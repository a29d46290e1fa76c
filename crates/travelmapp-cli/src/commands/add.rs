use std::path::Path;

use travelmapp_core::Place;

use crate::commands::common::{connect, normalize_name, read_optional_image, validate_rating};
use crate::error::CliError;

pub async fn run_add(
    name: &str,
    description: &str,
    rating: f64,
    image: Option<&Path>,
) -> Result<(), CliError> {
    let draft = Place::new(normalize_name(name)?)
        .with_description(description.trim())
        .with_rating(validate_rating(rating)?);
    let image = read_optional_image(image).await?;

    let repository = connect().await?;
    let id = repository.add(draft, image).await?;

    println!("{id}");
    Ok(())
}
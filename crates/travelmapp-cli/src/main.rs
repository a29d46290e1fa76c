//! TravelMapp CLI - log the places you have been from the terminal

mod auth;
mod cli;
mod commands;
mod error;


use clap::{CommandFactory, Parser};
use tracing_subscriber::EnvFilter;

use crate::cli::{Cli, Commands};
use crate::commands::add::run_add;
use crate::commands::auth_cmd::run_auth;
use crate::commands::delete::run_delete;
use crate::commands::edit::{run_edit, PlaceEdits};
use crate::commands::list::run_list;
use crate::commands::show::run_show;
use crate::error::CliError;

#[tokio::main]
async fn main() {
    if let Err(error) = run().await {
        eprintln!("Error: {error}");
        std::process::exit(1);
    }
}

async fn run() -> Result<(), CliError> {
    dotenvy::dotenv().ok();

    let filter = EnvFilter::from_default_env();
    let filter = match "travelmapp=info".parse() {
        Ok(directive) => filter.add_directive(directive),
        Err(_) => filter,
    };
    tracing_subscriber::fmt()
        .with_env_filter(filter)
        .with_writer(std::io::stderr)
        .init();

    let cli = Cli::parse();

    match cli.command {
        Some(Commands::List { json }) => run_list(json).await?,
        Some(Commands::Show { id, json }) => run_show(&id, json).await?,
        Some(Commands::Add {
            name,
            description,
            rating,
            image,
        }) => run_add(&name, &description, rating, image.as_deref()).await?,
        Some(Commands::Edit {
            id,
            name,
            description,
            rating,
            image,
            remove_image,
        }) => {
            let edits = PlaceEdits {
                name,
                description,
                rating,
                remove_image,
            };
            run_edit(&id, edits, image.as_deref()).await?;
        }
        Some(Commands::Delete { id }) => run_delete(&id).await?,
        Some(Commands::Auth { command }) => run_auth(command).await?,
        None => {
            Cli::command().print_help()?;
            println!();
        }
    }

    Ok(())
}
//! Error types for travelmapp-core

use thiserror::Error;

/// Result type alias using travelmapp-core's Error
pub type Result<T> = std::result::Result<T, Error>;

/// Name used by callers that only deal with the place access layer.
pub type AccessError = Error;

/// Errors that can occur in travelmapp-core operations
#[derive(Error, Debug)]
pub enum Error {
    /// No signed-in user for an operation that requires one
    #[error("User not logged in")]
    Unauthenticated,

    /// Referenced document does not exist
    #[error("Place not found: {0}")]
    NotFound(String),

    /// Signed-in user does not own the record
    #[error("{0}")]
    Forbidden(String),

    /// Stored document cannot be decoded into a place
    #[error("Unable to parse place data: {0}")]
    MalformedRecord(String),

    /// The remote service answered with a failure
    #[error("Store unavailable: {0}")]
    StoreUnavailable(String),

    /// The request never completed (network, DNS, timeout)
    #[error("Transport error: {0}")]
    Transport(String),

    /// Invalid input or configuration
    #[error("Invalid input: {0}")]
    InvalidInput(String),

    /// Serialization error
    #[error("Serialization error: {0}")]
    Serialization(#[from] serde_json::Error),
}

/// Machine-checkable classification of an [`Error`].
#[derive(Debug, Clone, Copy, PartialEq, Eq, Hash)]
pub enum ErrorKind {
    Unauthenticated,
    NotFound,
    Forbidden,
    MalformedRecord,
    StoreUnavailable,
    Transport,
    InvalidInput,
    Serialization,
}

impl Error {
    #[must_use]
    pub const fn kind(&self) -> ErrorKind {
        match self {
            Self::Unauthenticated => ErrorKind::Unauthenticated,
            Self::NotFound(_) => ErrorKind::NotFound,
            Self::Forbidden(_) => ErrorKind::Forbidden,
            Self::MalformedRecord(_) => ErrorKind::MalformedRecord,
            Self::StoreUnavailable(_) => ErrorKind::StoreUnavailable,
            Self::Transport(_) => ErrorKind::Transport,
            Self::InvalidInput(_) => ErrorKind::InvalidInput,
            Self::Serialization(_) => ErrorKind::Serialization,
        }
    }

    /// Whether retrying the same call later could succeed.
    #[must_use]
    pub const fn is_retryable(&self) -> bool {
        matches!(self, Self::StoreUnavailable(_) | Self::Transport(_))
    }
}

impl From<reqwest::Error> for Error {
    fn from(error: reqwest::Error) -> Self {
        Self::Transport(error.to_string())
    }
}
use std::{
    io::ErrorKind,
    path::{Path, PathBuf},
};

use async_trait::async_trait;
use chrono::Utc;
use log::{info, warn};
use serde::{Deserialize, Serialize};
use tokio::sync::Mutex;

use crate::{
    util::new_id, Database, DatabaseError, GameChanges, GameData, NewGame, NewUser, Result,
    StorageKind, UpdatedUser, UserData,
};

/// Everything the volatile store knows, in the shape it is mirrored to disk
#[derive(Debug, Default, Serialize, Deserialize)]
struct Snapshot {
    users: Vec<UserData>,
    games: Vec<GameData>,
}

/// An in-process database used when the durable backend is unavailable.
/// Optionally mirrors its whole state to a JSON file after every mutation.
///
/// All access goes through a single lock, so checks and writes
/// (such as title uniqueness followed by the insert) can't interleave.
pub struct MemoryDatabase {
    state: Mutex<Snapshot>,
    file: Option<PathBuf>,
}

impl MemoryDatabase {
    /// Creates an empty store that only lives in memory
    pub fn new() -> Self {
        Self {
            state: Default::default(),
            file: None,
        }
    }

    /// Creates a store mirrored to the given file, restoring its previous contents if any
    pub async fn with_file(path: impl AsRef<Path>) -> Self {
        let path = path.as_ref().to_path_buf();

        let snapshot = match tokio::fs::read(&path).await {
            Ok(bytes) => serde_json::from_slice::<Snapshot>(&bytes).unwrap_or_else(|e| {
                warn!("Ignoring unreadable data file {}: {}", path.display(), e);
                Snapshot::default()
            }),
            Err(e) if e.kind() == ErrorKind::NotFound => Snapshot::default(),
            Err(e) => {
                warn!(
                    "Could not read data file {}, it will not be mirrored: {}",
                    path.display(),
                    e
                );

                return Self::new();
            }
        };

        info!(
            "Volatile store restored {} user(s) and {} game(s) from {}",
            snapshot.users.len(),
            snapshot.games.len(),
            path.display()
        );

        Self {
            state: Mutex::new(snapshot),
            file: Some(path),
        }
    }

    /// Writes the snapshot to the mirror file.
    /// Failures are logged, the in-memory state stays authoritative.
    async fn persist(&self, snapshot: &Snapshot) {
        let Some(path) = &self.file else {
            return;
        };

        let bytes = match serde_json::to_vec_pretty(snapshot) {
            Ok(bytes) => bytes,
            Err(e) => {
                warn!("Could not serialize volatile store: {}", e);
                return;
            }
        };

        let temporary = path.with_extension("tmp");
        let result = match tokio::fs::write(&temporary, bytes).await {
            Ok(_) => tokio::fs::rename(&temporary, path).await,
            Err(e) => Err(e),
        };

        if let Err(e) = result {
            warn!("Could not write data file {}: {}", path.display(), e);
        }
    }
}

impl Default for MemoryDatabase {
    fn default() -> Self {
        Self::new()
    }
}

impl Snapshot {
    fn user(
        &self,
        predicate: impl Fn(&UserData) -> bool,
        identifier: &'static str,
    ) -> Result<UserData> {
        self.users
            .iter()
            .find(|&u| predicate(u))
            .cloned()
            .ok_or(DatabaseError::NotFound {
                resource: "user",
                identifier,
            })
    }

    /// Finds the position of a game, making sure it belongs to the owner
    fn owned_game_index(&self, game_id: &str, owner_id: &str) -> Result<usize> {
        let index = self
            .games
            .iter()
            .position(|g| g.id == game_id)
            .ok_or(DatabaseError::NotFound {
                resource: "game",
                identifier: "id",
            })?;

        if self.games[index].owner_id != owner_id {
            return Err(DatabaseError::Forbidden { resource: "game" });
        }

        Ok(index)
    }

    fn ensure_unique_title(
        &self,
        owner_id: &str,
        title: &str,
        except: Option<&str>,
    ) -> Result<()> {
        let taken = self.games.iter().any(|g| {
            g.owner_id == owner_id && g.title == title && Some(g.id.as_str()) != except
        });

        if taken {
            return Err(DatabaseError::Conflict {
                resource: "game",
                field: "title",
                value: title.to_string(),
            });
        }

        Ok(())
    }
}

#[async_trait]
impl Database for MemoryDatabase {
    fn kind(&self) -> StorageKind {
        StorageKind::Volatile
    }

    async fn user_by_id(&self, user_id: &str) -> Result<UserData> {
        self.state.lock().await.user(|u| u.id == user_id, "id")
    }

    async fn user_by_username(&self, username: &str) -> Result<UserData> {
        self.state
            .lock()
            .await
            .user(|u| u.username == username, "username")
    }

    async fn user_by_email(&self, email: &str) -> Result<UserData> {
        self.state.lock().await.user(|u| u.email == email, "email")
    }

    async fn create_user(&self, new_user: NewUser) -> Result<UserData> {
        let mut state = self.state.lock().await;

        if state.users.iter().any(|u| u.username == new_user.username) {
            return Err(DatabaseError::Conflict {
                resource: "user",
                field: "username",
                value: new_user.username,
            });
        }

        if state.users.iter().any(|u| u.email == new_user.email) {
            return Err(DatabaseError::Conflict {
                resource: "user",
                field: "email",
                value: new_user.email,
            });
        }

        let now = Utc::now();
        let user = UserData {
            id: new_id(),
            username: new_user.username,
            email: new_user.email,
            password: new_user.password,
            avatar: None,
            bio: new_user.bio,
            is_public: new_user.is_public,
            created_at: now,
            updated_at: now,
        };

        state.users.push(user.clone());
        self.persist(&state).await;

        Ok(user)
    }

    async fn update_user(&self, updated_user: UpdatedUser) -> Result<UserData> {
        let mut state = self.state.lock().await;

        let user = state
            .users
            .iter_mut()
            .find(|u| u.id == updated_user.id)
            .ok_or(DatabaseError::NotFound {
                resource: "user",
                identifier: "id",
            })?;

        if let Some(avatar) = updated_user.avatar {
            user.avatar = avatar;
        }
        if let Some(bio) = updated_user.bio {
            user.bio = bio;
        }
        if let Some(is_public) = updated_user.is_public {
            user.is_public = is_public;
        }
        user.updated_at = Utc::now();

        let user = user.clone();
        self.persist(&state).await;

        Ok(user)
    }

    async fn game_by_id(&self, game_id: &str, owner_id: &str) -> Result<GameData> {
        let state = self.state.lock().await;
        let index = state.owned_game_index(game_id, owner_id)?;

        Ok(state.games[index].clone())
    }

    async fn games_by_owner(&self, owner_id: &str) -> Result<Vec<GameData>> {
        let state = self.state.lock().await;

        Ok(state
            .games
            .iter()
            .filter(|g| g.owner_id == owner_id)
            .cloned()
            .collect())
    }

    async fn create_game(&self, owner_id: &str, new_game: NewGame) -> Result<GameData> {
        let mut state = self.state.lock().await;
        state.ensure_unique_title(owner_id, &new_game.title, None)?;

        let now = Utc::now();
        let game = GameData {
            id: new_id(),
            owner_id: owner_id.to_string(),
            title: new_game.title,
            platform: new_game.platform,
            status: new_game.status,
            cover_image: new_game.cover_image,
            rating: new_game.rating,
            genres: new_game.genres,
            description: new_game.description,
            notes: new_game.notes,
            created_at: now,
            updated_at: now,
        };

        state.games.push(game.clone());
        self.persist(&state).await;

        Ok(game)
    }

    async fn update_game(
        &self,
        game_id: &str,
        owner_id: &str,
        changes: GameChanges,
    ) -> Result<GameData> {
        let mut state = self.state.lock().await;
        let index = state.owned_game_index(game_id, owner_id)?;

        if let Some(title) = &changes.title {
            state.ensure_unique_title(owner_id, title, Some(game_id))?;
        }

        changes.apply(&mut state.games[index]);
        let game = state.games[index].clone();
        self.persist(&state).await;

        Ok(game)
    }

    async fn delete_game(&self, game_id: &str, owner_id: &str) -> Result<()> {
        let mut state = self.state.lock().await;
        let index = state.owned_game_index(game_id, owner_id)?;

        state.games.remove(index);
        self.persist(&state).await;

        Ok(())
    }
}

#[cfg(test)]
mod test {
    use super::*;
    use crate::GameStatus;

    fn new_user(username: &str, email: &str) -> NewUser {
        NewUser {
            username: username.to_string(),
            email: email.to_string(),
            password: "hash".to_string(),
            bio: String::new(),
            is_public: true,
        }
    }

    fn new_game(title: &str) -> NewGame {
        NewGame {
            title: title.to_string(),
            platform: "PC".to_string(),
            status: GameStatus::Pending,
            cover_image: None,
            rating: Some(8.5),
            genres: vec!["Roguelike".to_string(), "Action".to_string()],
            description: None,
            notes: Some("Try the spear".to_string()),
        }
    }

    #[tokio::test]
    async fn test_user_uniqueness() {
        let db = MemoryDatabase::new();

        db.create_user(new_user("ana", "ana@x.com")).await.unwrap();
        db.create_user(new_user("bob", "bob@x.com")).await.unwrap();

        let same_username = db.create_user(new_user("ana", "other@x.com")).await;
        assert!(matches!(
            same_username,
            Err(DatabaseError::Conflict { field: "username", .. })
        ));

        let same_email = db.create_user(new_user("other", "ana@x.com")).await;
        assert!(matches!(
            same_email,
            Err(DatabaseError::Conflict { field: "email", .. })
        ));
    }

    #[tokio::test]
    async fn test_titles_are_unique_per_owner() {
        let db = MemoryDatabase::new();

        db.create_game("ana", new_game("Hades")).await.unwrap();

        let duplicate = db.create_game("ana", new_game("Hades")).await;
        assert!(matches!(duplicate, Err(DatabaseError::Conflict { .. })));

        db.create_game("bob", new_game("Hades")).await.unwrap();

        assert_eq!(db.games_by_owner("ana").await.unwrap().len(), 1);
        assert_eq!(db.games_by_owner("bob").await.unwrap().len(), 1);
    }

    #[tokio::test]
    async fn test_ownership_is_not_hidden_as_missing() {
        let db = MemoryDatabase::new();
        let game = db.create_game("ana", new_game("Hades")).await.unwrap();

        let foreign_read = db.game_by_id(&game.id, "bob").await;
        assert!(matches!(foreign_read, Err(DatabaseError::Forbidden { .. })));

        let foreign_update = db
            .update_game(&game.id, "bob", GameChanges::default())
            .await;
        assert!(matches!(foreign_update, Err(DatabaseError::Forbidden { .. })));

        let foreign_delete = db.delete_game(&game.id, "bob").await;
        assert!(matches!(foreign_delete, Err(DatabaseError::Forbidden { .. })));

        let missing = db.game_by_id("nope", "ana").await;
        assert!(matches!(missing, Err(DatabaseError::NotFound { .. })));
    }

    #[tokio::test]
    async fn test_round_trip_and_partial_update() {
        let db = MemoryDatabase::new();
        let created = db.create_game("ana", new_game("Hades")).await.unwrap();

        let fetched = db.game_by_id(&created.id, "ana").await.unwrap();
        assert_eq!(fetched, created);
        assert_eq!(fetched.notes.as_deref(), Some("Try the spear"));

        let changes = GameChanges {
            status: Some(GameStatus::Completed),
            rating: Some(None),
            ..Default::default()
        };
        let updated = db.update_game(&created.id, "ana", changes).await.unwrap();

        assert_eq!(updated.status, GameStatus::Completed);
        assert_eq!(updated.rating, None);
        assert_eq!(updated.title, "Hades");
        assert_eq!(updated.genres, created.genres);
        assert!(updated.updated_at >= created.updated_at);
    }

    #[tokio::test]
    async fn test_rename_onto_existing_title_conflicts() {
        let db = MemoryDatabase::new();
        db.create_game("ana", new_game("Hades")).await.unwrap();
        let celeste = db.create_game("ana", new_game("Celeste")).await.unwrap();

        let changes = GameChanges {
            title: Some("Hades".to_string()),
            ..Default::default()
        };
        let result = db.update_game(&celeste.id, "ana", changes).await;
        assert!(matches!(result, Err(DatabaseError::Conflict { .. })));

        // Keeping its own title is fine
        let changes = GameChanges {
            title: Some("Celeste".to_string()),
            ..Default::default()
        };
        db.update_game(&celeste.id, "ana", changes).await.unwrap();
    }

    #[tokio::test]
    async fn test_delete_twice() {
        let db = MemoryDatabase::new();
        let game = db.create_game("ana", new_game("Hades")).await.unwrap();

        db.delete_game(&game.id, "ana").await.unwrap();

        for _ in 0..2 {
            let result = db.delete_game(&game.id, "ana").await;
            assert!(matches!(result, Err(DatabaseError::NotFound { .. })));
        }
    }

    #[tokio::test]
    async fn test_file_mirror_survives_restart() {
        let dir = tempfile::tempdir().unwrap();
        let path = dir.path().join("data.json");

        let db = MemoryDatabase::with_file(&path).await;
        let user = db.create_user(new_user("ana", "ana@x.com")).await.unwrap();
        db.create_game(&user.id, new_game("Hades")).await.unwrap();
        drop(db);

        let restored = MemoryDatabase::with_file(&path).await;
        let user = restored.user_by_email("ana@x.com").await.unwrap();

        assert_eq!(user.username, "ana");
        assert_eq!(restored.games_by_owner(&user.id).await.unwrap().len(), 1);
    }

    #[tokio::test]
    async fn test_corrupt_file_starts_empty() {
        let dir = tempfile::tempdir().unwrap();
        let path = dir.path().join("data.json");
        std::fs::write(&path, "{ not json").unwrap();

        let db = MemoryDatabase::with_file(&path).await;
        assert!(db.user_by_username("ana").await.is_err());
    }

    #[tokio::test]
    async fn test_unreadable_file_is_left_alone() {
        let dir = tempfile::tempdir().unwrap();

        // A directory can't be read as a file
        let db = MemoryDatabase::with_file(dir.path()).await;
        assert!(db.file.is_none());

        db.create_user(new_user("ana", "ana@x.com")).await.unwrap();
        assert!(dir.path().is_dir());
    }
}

########

Only the lines containing the word "crates" should be returned from the data above.

filename crates/travelmapp-cli/src/commands/add.rs
filename crates/travelmapp-cli/src/main.rs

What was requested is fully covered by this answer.